Stored items from a collection:
* * * * * * * * *

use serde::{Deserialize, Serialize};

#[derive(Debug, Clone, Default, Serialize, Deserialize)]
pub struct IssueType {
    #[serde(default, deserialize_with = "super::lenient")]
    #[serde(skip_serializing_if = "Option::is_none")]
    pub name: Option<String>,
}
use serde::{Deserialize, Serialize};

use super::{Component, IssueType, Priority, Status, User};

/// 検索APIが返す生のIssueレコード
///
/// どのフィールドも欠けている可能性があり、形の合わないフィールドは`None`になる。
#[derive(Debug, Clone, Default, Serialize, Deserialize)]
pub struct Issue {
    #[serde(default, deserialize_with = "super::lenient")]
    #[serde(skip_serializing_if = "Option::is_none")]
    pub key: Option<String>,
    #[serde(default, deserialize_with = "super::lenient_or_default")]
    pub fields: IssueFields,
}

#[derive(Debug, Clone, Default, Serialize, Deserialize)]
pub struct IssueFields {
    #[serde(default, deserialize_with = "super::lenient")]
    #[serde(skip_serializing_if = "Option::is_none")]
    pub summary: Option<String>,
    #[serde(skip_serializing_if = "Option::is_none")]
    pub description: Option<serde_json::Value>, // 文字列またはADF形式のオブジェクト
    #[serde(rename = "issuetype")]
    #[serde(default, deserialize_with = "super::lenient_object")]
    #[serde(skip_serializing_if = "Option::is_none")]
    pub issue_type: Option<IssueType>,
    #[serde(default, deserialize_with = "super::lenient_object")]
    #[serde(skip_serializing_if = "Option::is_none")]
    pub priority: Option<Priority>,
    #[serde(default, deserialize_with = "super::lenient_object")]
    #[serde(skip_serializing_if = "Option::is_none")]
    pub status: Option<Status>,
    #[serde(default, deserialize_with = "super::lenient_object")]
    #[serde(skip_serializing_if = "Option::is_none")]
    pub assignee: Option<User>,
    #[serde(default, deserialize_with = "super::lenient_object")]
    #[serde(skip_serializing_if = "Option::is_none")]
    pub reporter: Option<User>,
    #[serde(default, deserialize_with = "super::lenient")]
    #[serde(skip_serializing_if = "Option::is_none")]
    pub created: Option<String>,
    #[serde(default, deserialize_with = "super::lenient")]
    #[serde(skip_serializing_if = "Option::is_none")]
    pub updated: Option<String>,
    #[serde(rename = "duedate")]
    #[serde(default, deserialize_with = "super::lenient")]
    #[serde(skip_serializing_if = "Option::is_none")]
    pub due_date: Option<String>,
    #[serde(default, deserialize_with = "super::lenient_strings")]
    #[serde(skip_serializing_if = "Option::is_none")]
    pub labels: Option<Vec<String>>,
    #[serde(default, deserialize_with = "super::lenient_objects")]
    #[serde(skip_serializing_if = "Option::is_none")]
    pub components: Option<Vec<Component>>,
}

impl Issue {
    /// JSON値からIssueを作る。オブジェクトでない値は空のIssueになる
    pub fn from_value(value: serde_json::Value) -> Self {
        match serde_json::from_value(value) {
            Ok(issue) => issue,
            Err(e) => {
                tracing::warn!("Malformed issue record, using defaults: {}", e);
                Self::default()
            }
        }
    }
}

* * * * * * * * *

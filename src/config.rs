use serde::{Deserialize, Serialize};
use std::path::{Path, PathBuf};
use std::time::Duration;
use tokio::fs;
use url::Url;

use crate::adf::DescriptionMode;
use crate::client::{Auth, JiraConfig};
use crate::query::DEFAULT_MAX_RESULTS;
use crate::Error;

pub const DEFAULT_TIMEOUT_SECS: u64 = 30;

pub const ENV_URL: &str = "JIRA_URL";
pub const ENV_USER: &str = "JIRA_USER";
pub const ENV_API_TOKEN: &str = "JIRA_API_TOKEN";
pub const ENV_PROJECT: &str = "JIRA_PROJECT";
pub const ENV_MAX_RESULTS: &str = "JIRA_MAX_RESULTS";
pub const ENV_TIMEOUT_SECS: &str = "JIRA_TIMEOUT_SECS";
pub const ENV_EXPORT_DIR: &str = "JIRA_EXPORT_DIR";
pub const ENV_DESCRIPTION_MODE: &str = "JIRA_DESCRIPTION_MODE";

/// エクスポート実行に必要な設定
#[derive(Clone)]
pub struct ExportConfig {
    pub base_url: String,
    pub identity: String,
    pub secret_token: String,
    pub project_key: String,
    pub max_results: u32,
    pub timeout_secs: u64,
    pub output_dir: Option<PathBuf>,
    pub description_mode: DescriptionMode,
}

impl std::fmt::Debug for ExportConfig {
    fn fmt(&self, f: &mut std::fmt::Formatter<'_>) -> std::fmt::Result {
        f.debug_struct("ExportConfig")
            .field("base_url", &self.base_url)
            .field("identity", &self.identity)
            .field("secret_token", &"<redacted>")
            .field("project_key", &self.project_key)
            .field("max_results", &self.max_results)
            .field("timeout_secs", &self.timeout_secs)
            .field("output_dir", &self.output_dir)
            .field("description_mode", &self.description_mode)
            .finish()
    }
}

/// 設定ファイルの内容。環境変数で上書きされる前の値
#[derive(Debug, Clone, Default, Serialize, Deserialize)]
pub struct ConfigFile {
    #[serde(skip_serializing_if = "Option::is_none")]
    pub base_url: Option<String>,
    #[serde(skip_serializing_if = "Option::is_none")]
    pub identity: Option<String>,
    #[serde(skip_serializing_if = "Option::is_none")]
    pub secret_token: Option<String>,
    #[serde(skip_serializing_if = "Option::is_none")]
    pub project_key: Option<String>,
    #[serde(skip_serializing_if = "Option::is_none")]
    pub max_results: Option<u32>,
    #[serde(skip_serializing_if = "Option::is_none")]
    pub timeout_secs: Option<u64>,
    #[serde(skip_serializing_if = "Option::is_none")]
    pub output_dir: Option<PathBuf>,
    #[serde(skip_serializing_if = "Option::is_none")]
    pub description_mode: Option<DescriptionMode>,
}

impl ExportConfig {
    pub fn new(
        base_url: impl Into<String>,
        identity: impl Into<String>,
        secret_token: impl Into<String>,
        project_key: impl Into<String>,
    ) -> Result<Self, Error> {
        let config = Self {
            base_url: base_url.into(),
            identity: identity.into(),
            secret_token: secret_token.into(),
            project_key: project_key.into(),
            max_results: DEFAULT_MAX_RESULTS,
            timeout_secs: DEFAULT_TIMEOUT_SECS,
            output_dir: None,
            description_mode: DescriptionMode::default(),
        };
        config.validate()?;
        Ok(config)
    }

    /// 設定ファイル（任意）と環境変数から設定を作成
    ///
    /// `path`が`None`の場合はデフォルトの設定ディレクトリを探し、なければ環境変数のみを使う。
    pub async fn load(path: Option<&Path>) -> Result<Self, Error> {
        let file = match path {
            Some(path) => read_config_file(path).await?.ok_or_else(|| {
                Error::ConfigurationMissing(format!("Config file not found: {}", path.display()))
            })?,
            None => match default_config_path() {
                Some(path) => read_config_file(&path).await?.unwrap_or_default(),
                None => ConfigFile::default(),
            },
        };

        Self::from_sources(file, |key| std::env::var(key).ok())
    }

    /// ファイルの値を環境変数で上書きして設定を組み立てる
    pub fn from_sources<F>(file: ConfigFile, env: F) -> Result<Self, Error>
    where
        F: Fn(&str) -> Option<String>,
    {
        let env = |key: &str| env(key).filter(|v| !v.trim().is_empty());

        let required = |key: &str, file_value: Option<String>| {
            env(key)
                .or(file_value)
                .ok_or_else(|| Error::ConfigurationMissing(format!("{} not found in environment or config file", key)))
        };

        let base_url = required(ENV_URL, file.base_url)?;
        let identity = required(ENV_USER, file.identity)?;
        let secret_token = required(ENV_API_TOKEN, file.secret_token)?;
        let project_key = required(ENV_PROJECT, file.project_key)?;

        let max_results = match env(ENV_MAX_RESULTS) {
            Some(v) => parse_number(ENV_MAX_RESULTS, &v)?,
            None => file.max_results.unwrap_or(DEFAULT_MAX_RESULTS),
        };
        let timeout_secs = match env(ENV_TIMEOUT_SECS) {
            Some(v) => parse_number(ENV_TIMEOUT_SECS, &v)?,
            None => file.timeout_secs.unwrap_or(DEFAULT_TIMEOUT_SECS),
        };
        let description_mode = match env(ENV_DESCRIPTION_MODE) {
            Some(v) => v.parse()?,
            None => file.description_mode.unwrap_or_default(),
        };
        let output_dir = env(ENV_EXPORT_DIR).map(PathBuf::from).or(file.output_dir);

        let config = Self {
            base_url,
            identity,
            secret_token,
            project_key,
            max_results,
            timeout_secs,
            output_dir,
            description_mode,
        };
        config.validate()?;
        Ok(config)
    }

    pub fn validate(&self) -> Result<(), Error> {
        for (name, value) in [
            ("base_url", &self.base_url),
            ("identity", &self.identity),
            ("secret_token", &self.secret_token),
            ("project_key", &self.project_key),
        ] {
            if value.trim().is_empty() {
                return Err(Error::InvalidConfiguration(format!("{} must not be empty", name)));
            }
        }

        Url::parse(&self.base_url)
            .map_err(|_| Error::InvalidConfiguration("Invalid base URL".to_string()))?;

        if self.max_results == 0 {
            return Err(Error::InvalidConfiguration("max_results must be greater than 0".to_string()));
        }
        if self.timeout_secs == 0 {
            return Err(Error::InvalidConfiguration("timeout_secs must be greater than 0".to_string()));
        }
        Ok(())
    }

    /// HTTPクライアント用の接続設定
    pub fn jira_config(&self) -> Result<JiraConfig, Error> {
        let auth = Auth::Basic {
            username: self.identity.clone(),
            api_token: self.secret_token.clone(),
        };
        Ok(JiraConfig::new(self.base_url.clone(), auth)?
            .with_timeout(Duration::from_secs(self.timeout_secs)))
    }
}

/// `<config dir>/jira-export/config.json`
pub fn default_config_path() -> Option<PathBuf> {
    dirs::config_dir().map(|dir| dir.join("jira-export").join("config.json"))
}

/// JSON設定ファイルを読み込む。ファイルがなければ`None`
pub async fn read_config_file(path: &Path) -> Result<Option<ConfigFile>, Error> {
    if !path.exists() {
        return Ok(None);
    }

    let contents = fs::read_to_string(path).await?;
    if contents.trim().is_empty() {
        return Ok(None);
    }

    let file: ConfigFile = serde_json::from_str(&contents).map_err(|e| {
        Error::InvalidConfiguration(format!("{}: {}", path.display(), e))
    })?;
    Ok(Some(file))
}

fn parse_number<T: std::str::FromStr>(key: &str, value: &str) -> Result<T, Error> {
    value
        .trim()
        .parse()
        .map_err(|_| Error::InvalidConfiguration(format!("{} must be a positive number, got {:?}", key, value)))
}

* * * * * * * * *

▸ Exercise description
Wherever the word "ConfigurationMissing" turns up in the records above, copy the line that holds it.

▸ Expected answer
                Error::ConfigurationMissing(format!("Config file not found: {}", path.display()))
                .ok_or_else(|| Error::ConfigurationMissing(format!("{} not found in environment or config file", key)))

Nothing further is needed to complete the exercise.